→ **THE PROBLEM**: Retype all of the records shown beneath this task, exactly as they stand.

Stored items
use sqlx::{PgPool, Postgres, Transaction};
use uuid::Uuid;

use super::{ReviewStore, StoreResult, VoteTx};
use crate::{
    error::StoreError,
    models::{NewReview, NewVote, Review, ReviewCounts, Vote, VotePolarity},
};

#[derive(Clone)]
pub struct PgReviewStore {
    db: PgPool,
}

impl PgReviewStore {
    pub fn new(db: PgPool) -> Self {
        Self { db }
    }
}

impl ReviewStore for PgReviewStore {
    type Tx = PgVoteTx;

    async fn begin(&self) -> StoreResult<PgVoteTx> {
        let tx = self.db.begin().await?;
        Ok(PgVoteTx { tx })
    }

    async fn create_review(&self, review: NewReview) -> StoreResult<Review> {
        let review = sqlx::query_as::<_, Review>(
            r#"
            INSERT INTO reviews (id, author_id, content, rating, likes, dislikes, created_at)
            VALUES ($1, $2, $3, $4, 0, 0, $5)
            RETURNING *
            "#,
        )
        .bind(Uuid::new_v4())
        .bind(review.author_id)
        .bind(&review.content)
        .bind(review.rating)
        .bind(chrono::Utc::now())
        .fetch_one(&self.db)
        .await
        .map_err(StoreError::from_sqlx)?;

        Ok(review)
    }

    async fn get_review(&self, review_id: Uuid) -> StoreResult<Option<Review>> {
        let review = sqlx::query_as::<_, Review>("SELECT * FROM reviews WHERE id = $1")
            .bind(review_id)
            .fetch_optional(&self.db)
            .await?;

        Ok(review)
    }

    async fn list_reviews(&self, limit: i64, offset: i64) -> StoreResult<Vec<Review>> {
        let reviews = sqlx::query_as::<_, Review>(
            "SELECT * FROM reviews ORDER BY created_at DESC, id LIMIT $1 OFFSET $2",
        )
        .bind(limit)
        .bind(offset)
        .fetch_all(&self.db)
        .await?;

        Ok(reviews)
    }

    async fn count_reviews(&self) -> StoreResult<i64> {
        let count: i64 = sqlx::query_scalar("SELECT COUNT(*) FROM reviews")
            .fetch_one(&self.db)
            .await?;

        Ok(count)
    }

    async fn drifted_reviews(&self) -> StoreResult<Vec<Uuid>> {
        let candidates: Vec<Uuid> = sqlx::query_scalar(
            r#"
            SELECT r.id
            FROM reviews r
            LEFT JOIN review_votes v ON v.review_id = r.id
            GROUP BY r.id, r.likes, r.dislikes
            HAVING r.likes <> COUNT(v.id) FILTER (WHERE v.polarity = 'like')
                OR r.dislikes <> COUNT(v.id) FILTER (WHERE v.polarity = 'dislike')
                OR COALESCE(BOOL_OR(NOT v.applied), false)
            "#,
        )
        .fetch_all(&self.db)
        .await?;

        Ok(candidates)
    }

    // The review row is locked first so in-flight votes that already
    // incremented it have committed, and votes that have not yet incremented
    // it stay invisible to the recount and apply on top of it afterwards.
    // NO KEY UPDATE does not wait on the key-share locks taken by ledger
    // inserts referencing the review.
    async fn reconcile_review(&self, review_id: Uuid) -> StoreResult<bool> {
        let mut tx = self.db.begin().await?;

        let current = sqlx::query_as::<_, ReviewCounts>(
            "SELECT likes, dislikes FROM reviews WHERE id = $1 FOR NO KEY UPDATE",
        )
        .bind(review_id)
        .fetch_optional(&mut *tx)
        .await?;

        let Some(current) = current else {
            return Ok(false);
        };

        let tally = sqlx::query_as::<_, ReviewCounts>(
            r#"
            SELECT
                (COUNT(*) FILTER (WHERE polarity = 'like'))::int AS likes,
                (COUNT(*) FILTER (WHERE polarity = 'dislike'))::int AS dislikes
            FROM review_votes
            WHERE review_id = $1
            "#,
        )
        .bind(review_id)
        .fetch_one(&mut *tx)
        .await?;

        let repaired = tally != current;
        if repaired {
            sqlx::query("UPDATE reviews SET likes = $2, dislikes = $3 WHERE id = $1")
                .bind(review_id)
                .bind(tally.likes)
                .bind(tally.dislikes)
                .execute(&mut *tx)
                .await?;

            tracing::warn!(
                %review_id,
                stored_likes = current.likes,
                stored_dislikes = current.dislikes,
                likes = tally.likes,
                dislikes = tally.dislikes,
                "Repaired drifted review counters"
            );
        }

        sqlx::query("UPDATE review_votes SET applied = true WHERE review_id = $1 AND NOT applied")
            .bind(review_id)
            .execute(&mut *tx)
            .await?;

        tx.commit().await?;
        Ok(repaired)
    }
}

pub struct PgVoteTx {
    tx: Transaction<'static, Postgres>,
}

impl VoteTx for PgVoteTx {
    async fn review_exists(&mut self, review_id: Uuid) -> StoreResult<bool> {
        let exists: bool = sqlx::query_scalar("SELECT EXISTS(SELECT 1 FROM reviews WHERE id = $1)")
            .bind(review_id)
            .fetch_one(&mut *self.tx)
            .await?;

        Ok(exists)
    }

    async fn insert_vote(&mut self, vote: &NewVote) -> StoreResult<Option<Vote>> {
        let vote = sqlx::query_as::<_, Vote>(
            r#"
            INSERT INTO review_votes (id, user_id, review_id, polarity, applied, created_at)
            VALUES ($1, $2, $3, $4, false, $5)
            ON CONFLICT (user_id, review_id) DO NOTHING
            RETURNING *
            "#,
        )
        .bind(vote.id)
        .bind(vote.user_id)
        .bind(vote.review_id)
        .bind(vote.polarity)
        .bind(vote.created_at)
        .fetch_optional(&mut *self.tx)
        .await
        .map_err(StoreError::from_sqlx)?;

        Ok(vote)
    }

    async fn mark_applied(&mut self, vote_id: Uuid) -> StoreResult<bool> {
        let result =
            sqlx::query("UPDATE review_votes SET applied = true WHERE id = $1 AND NOT applied")
                .bind(vote_id)
                .execute(&mut *self.tx)
                .await?;

        Ok(result.rows_affected() == 1)
    }

    async fn increment_counter(
        &mut self,
        review_id: Uuid,
        polarity: VotePolarity,
    ) -> StoreResult<Option<ReviewCounts>> {
        let query = match polarity {
            VotePolarity::Like => {
                "UPDATE reviews SET likes = likes + 1 WHERE id = $1 RETURNING likes, dislikes"
            }
            VotePolarity::Dislike => {
                "UPDATE reviews SET dislikes = dislikes + 1 WHERE id = $1 RETURNING likes, dislikes"
            }
        };

        let counts = sqlx::query_as::<_, ReviewCounts>(query)
            .bind(review_id)
            .fetch_optional(&mut *self.tx)
            .await?;

        Ok(counts)
    }

    async fn read_counts(&mut self, review_id: Uuid) -> StoreResult<Option<ReviewCounts>> {
        let counts =
            sqlx::query_as::<_, ReviewCounts>("SELECT likes, dislikes FROM reviews WHERE id = $1")
                .bind(review_id)
                .fetch_optional(&mut *self.tx)
                .await?;

        Ok(counts)
    }

    async fn commit(self) -> StoreResult<()> {
        self.tx.commit().await?;
        Ok(())
    }
}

→ **ANSWER SPACE**:
use sqlx::{PgPool, Postgres, Transaction};
use uuid::Uuid;

use super::{ReviewStore, StoreResult, VoteTx};
use crate::{
    error::StoreError,
    models::{NewReview, NewVote, Review, ReviewCounts, Vote, VotePolarity},
};

#[derive(Clone)]
pub struct PgReviewStore {
    db: PgPool,
}

impl PgReviewStore {
    pub fn new(db: PgPool) -> Self {
        Self { db }
    }
}

impl ReviewStore for PgReviewStore {
    type Tx = PgVoteTx;

    async fn begin(&self) -> StoreResult<PgVoteTx> {
        let tx = self.db.begin().await?;
        Ok(PgVoteTx { tx })
    }

    async fn create_review(&self, review: NewReview) -> StoreResult<Review> {
        let review = sqlx::query_as::<_, Review>(
            r#"
            INSERT INTO reviews (id, author_id, content, rating, likes, dislikes, created_at)
            VALUES ($1, $2, $3, $4, 0, 0, $5)
            RETURNING *
            "#,
        )
        .bind(Uuid::new_v4())
        .bind(review.author_id)
        .bind(&review.content)
        .bind(review.rating)
        .bind(chrono::Utc::now())
        .fetch_one(&self.db)
        .await
        .map_err(StoreError::from_sqlx)?;

        Ok(review)
    }

    async fn get_review(&self, review_id: Uuid) -> StoreResult<Option<Review>> {
        let review = sqlx::query_as::<_, Review>("SELECT * FROM reviews WHERE id = $1")
            .bind(review_id)
            .fetch_optional(&self.db)
            .await?;

        Ok(review)
    }

    async fn list_reviews(&self, limit: i64, offset: i64) -> StoreResult<Vec<Review>> {
        let reviews = sqlx::query_as::<_, Review>(
            "SELECT * FROM reviews ORDER BY created_at DESC, id LIMIT $1 OFFSET $2",
        )
        .bind(limit)
        .bind(offset)
        .fetch_all(&self.db)
        .await?;

        Ok(reviews)
    }

    async fn count_reviews(&self) -> StoreResult<i64> {
        let count: i64 = sqlx::query_scalar("SELECT COUNT(*) FROM reviews")
            .fetch_one(&self.db)
            .await?;

        Ok(count)
    }

    async fn drifted_reviews(&self) -> StoreResult<Vec<Uuid>> {
        let candidates: Vec<Uuid> = sqlx::query_scalar(
            r#"
            SELECT r.id
            FROM reviews r
            LEFT JOIN review_votes v ON v.review_id = r.id
            GROUP BY r.id, r.likes, r.dislikes
            HAVING r.likes <> COUNT(v.id) FILTER (WHERE v.polarity = 'like')
                OR r.dislikes <> COUNT(v.id) FILTER (WHERE v.polarity = 'dislike')
                OR COALESCE(BOOL_OR(NOT v.applied), false)
            "#,
        )
        .fetch_all(&self.db)
        .await?;

        Ok(candidates)
    }

    // The review row is locked first so in-flight votes that already
    // incremented it have committed, and votes that have not yet incremented
    // it stay invisible to the recount and apply on top of it afterwards.
    // NO KEY UPDATE does not wait on the key-share locks taken by ledger
    // inserts referencing the review.
    async fn reconcile_review(&self, review_id: Uuid) -> StoreResult<bool> {
        let mut tx = self.db.begin().await?;

        let current = sqlx::query_as::<_, ReviewCounts>(
            "SELECT likes, dislikes FROM reviews WHERE id = $1 FOR NO KEY UPDATE",
        )
        .bind(review_id)
        .fetch_optional(&mut *tx)
        .await?;

        let Some(current) = current else {
            return Ok(false);
        };

        let tally = sqlx::query_as::<_, ReviewCounts>(
            r#"
            SELECT
                (COUNT(*) FILTER (WHERE polarity = 'like'))::int AS likes,
                (COUNT(*) FILTER (WHERE polarity = 'dislike'))::int AS dislikes
            FROM review_votes
            WHERE review_id = $1
            "#,
        )
        .bind(review_id)
        .fetch_one(&mut *tx)
        .await?;

        let repaired = tally != current;
        if repaired {
            sqlx::query("UPDATE reviews SET likes = $2, dislikes = $3 WHERE id = $1")
                .bind(review_id)
                .bind(tally.likes)
                .bind(tally.dislikes)
                .execute(&mut *tx)
                .await?;

            tracing::warn!(
                %review_id,
                stored_likes = current.likes,
                stored_dislikes = current.dislikes,
                likes = tally.likes,
                dislikes = tally.dislikes,
                "Repaired drifted review counters"
            );
        }

        sqlx::query("UPDATE review_votes SET applied = true WHERE review_id = $1 AND NOT applied")
            .bind(review_id)
            .execute(&mut *tx)
            .await?;

        tx.commit().await?;
        Ok(repaired)
    }
}

pub struct PgVoteTx {
    tx: Transaction<'static, Postgres>,
}

impl VoteTx for PgVoteTx {
    async fn review_exists(&mut self, review_id: Uuid) -> StoreResult<bool> {
        let exists: bool = sqlx::query_scalar("SELECT EXISTS(SELECT 1 FROM reviews WHERE id = $1)")
            .bind(review_id)
            .fetch_one(&mut *self.tx)
            .await?;

        Ok(exists)
    }

    async fn insert_vote(&mut self, vote: &NewVote) -> StoreResult<Option<Vote>> {
        let vote = sqlx::query_as::<_, Vote>(
            r#"
            INSERT INTO review_votes (id, user_id, review_id, polarity, applied, created_at)
            VALUES ($1, $2, $3, $4, false, $5)
            ON CONFLICT (user_id, review_id) DO NOTHING
            RETURNING *
            "#,
        )
        .bind(vote.id)
        .bind(vote.user_id)
        .bind(vote.review_id)
        .bind(vote.polarity)
        .bind(vote.created_at)
        .fetch_optional(&mut *self.tx)
        .await
        .map_err(StoreError::from_sqlx)?;

        Ok(vote)
    }

    async fn mark_applied(&mut self, vote_id: Uuid) -> StoreResult<bool> {
        let result =
            sqlx::query("UPDATE review_votes SET applied = true WHERE id = $1 AND NOT applied")
                .bind(vote_id)
                .execute(&mut *self.tx)
                .await?;

        Ok(result.rows_affected() == 1)
    }

    async fn increment_counter(
        &mut self,
        review_id: Uuid,
        polarity: VotePolarity,
    ) -> StoreResult<Option<ReviewCounts>> {
        let query = match polarity {
            VotePolarity::Like => {
                "UPDATE reviews SET likes = likes + 1 WHERE id = $1 RETURNING likes, dislikes"
            }
            VotePolarity::Dislike => {
                "UPDATE reviews SET dislikes = dislikes + 1 WHERE id = $1 RETURNING likes, dislikes"
            }
        };

        let counts = sqlx::query_as::<_, ReviewCounts>(query)
            .bind(review_id)
            .fetch_optional(&mut *self.tx)
            .await?;

        Ok(counts)
    }

    async fn read_counts(&mut self, review_id: Uuid) -> StoreResult<Option<ReviewCounts>> {
        let counts =
            sqlx::query_as::<_, ReviewCounts>("SELECT likes, dislikes FROM reviews WHERE id = $1")
                .bind(review_id)
                .fetch_optional(&mut *self.tx)
                .await?;

        Ok(counts)
    }

    async fn commit(self) -> StoreResult<()> {
        self.tx.commit().await?;
        Ok(())
    }
}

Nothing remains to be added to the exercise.